Shift report at 8:30, 16:30, 0:30, in the form of: display the whole point data of current shift temperature and flow, flow accumulation, valve opening and closing time record, equipment operation status; monthly report , The format is: taking each day as the recording unit, display the daily average value of the flow (sum of the daily punctual records/24), monthly cumulative value, and the daily average value of the temperature (the sum of daily punctual records/24), and input at the same time Edit other data.
3. SBR reaction tank valve control: as shown in Figure
Figure 3 Flow chart of valve control algorithm
4. SBR reaction tank valve status alarm:
If the valve in the aeration tank fails and is not discovered in time, the sewage will be discharged into the next process without full degradation, and it will not be able to meet the national discharge standards for sewage purification, causing greater losses.

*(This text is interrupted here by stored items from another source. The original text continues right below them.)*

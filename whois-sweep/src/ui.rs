//! Terminal display logic for the whois-sweep CLI.
//!
//! This module handles all text output: colored result lines, grouped
//! `--pretty` output, spinner animation, progress counters, headers, the TLD
//! table and summaries. Uses only the `console` crate.

use console::{pad_str, style, Alignment, Term};
use std::sync::atomic::{AtomicBool, Ordering};
use std::sync::Arc;
use std::time::Duration;
use whois_sweep_lib::{CheckConfig, DomainCheckResult, TldRegistry};

use crate::{categorize_error_message, ErrorCategory, ErrorStats};

const DOMAIN_WIDTH: usize = 30;

// ── Spinner ──────────────────────────────────────────────────────────────────

const SPINNER_FRAMES: &[&str] = &["⠋", "⠙", "⠹", "⠸", "⠼", "⠴", "⠦", "⠧", "⠇", "⠏"];

/// An async braille-dot spinner that writes to stderr so stdout stays clean.
pub struct Spinner {
    running: Arc<AtomicBool>,
    handle: Option<tokio::task::JoinHandle<()>>,
}

impl Spinner {
    /// Start a spinner with the given message (e.g. "Checking 8 domains...").
    ///
    /// Returns `None` when stderr is not a terminal.
    pub fn start(message: String) -> Option<Self> {
        let term = Term::stderr();
        if !term.is_term() {
            return None;
        }

        let running = Arc::new(AtomicBool::new(true));
        let running_clone = running.clone();

        let handle = tokio::spawn(async move {
            let mut idx = 0usize;
            while running_clone.load(Ordering::Relaxed) {
                let frame = SPINNER_FRAMES[idx % SPINNER_FRAMES.len()];
                let _ = term.clear_line();
                let _ = term.write_str(&format!("{} {}", style(frame).cyan(), message));
                idx += 1;
                tokio::time::sleep(Duration::from_millis(80)).await;
            }
            let _ = term.clear_line();
        });

        Some(Self {
            running,
            handle: Some(handle),
        })
    }

    /// Stop the spinner and clear the line.
    pub async fn stop(mut self) {
        self.running.store(false, Ordering::Relaxed);
        if let Some(h) = self.handle.take() {
            let _ = h.await;
        }
    }
}

// ── Header ───────────────────────────────────────────────────────────────────

/// Print a styled header at the start of a pretty run.
pub fn print_header(domain_count: usize, config: &CheckConfig) {
    println!(
        "{} {} {}",
        style("whois-sweep").bold(),
        style(format!("v{}", env!("CARGO_PKG_VERSION"))).dim(),
        style(format!(
            "- Checking {} domain{}",
            domain_count,
            plural(domain_count)
        ))
        .dim(),
    );

    let meta_parts = [
        format!("Window: {}", config.window_size),
        format!("Pacing: {}ms", config.pacing_delay.as_millis()),
        format!("Idle timeout: {}ms", config.idle_timeout.as_millis()),
    ];
    println!("{}", style(meta_parts.join(" | ")).dim());
    println!();
}

// ── Single result line ───────────────────────────────────────────────────────

fn counter_prefix(counter: Option<(usize, usize)>) -> String {
    match counter {
        Some((cur, total)) => format!("{} ", style(format!("[{}/{}]", cur, total)).dim()),
        None => String::new(),
    }
}

/// Pretty result line with alignment.
///
/// If `counter` is Some((current, total)), a progress prefix like `[3/8]` is shown.
pub fn print_result(result: &DomainCheckResult, debug: bool, counter: Option<(usize, usize)>) {
    let padded_domain = pad_str(&result.domain, DOMAIN_WIDTH, Alignment::Left, Some(".."));
    let prefix = counter_prefix(counter);

    match (&result.error, result.available) {
        (None, true) => println!(
            "  {}{}  {}",
            prefix,
            style(&padded_domain).white(),
            style("AVAILABLE").green().bold(),
        ),
        (None, false) => println!(
            "  {}{}  {}",
            prefix,
            style(&padded_domain).white(),
            style("TAKEN").red().bold(),
        ),
        (Some(message), _) => println!(
            "  {}{}  {}  {}",
            prefix,
            style(&padded_domain).white(),
            style("ERROR").yellow(),
            style(error_detail(message, debug)).dim(),
        ),
    }
}

/// Default (non-pretty) result line.
pub fn print_result_default(
    result: &DomainCheckResult,
    debug: bool,
    counter: Option<(usize, usize)>,
) {
    let prefix = counter_prefix(counter);

    match (&result.error, result.available) {
        (None, true) => println!(
            "{}{} {}",
            prefix,
            style(&result.domain).bold(),
            style("is available").green()
        ),
        (None, false) => println!(
            "{}{} {}",
            prefix,
            style(&result.domain).bold(),
            style("is taken").red()
        ),
        (Some(message), _) => println!(
            "{}{} {} {}",
            prefix,
            style(&result.domain).bold(),
            style("could not be checked").yellow(),
            style(error_detail(message, debug)).dim(),
        ),
    }
}

// ── Grouped batch output ─────────────────────────────────────────────────────

/// Print results grouped by status: Available, Taken, Errors.
/// Empty sections are omitted entirely. Order within a section follows the
/// submission order.
pub fn print_grouped_results(results: &[DomainCheckResult], debug: bool) {
    let available: Vec<&DomainCheckResult> = results
        .iter()
        .filter(|r| r.error.is_none() && r.available)
        .collect();
    let taken: Vec<&DomainCheckResult> = results
        .iter()
        .filter(|r| r.error.is_none() && !r.available)
        .collect();
    let errors: Vec<&DomainCheckResult> = results.iter().filter(|r| r.is_error()).collect();

    if !available.is_empty() {
        println!(
            "  {} {}",
            style(format!("── Available ({}) ", available.len()))
                .green()
                .bold(),
            style("─".repeat(40)).green().dim(),
        );
        for r in &available {
            print_grouped_line(r, debug);
        }
        println!();
    }

    if !taken.is_empty() {
        println!(
            "  {} {}",
            style(format!("── Taken ({}) ", taken.len())).red().bold(),
            style("─".repeat(44)).red().dim(),
        );
        for r in &taken {
            print_grouped_line(r, debug);
        }
        println!();
    }

    if !errors.is_empty() {
        println!(
            "  {} {}",
            style(format!("── Errors ({}) ", errors.len())).yellow().bold(),
            style("─".repeat(43)).yellow().dim(),
        );
        for r in &errors {
            print_grouped_line(r, debug);
        }
        println!();
    }
}

/// Print a single line inside a grouped section.
fn print_grouped_line(result: &DomainCheckResult, debug: bool) {
    let padded = pad_str(&result.domain, DOMAIN_WIDTH, Alignment::Left, Some(".."));

    match &result.error {
        None => println!("    {}", style(&padded).white()),
        Some(message) => println!(
            "    {}  {}",
            style(&padded).white(),
            style(error_detail(message, debug)).dim()
        ),
    }
}

// ── Summary ──────────────────────────────────────────────────────────────────

/// Print the final summary bar with colored counts.
pub fn print_summary(total: usize, available: usize, taken: usize, errors: usize, duration: Duration) {
    println!(
        "  {}",
        style("────────────────────────────────────────────────────").dim()
    );
    println!(
        "  {} domain{} in {:.1}s  {}  {}  {}  {}  {}  {}",
        style(total).bold(),
        plural(total),
        duration.as_secs_f64(),
        style("|").dim(),
        style(format!("{} available", available)).green(),
        style("|").dim(),
        style(format!("{} taken", taken)).red(),
        style("|").dim(),
        style(format!("{} error{}", errors, plural(errors))).yellow(),
    );
}

// ── Error summary ────────────────────────────────────────────────────────────

/// Print a categorized error summary using colors.
pub fn print_error_summary(error_stats: &ErrorStats) {
    if !error_stats.has_errors() {
        return;
    }

    println!("  {}", style("Some domains could not be checked:").yellow());

    let sections = [
        ("timeout", &error_stats.timeouts),
        ("DNS error", &error_stats.dns_errors),
        ("connection error", &error_stats.connection_errors),
        ("other error", &error_stats.other_errors),
    ];

    for (label, domains) in sections {
        if domains.is_empty() {
            continue;
        }
        println!(
            "  {} {} {}{}: {}",
            style("•").dim(),
            domains.len(),
            label,
            plural(domains.len()),
            format_domain_list(domains, 5),
        );
    }
}

/// Join domains, truncating after `max_show` entries.
pub fn format_domain_list(domains: &[String], max_show: usize) -> String {
    if domains.len() <= max_show {
        domains.join(", ")
    } else {
        let shown = &domains[..max_show];
        let remaining = domains.len() - max_show;
        format!("{}, ... and {} more", shown.join(", "), remaining)
    }
}

// ── TLD table ────────────────────────────────────────────────────────────────

/// Print every registry entry, then exit.
pub fn print_tld_table(registry: &TldRegistry) {
    let heading = console::Style::new().yellow().bold();

    println!();
    println!(
        "{}",
        heading.apply_to(format!("Known TLDs ({}):", registry.len()))
    );
    println!();

    for tld in registry.all_tlds() {
        let name = pad_str(&tld.display_name, 8, Alignment::Left, None);
        let server = pad_str(&tld.server, 36, Alignment::Left, Some(".."));
        let line = format!("  {}  {}  \"{}\"", name, server, tld.available_pattern);
        if tld.enabled {
            println!("{}", line);
        } else {
            println!("{}  {}", style(line).dim(), style("(disabled)").dim());
        }
    }

    println!();
    println!("Override or add entries with [[tlds]] in whois-sweep.toml");
}

// ── Helpers ──────────────────────────────────────────────────────────────────

fn plural(count: usize) -> &'static str {
    if count == 1 {
        ""
    } else {
        "s"
    }
}

/// Full message in debug mode, otherwise a brief reason.
fn error_detail(message: &str, debug: bool) -> String {
    if debug {
        message.to_string()
    } else {
        brief_error(message).to_string()
    }
}

/// Extract a brief error reason from a captured error message.
fn brief_error(message: &str) -> &'static str {
    match categorize_error_message(message) {
        ErrorCategory::Timeout => "(timeout)",
        ErrorCategory::Dns => "(DNS error)",
        ErrorCategory::Connection => "(connection error)",
        ErrorCategory::Other => "(error)",
    }
}

// ── Tests ────────────────────────────────────────────────────────────────────

#[cfg(test)]
mod tests {
    use super::*;

    #[test]
    fn test_brief_error_timeout() {
        assert_eq!(
            brief_error("Connection to whois.nic.io failed: connect to 1.2.3.4:43 timed out after 5s"),
            "(timeout)"
        );
    }

    #[test]
    fn test_brief_error_dns() {
        assert_eq!(
            brief_error("Connection to whois.x failed: Could not resolve 'whois.x': no addresses returned"),
            "(DNS error)"
        );
    }

    #[test]
    fn test_brief_error_other() {
        assert_eq!(brief_error("Invalid WHOIS server ''"), "(error)");
    }

    #[test]
    fn test_error_detail_debug_shows_message() {
        let message = "Transport error with whois.x: read failed: reset";
        assert_eq!(error_detail(message, true), message);
        assert_eq!(error_detail(message, false), "(connection error)");
    }

    #[test]
    fn test_format_domain_list_truncation() {
        let domains: Vec<String> = (0..7).map(|i| format!("d{}.com", i)).collect();
        assert_eq!(
            format_domain_list(&domains, 5),
            "d0.com, d1.com, d2.com, d3.com, d4.com, ... and 2 more"
        );
        assert_eq!(format_domain_list(&domains[..2], 5), "d0.com, d1.com");
    }

    #[test]
    fn test_plural() {
        assert_eq!(plural(1), "");
        assert_eq!(plural(0), "s");
        assert_eq!(plural(2), "s");
    }
}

So with the help of smart valves The valve alarm program is designed with the feedback signal, so as to deal with the failure in time and reduce the loss.
The alarm is defined as: after the valve is opened/closed, there is no feedback signal within 12 seconds and it is regarded as a valve failure. The sound and light alarm method is used to remind the maintenance personnel to go to troubleshoot and resume production.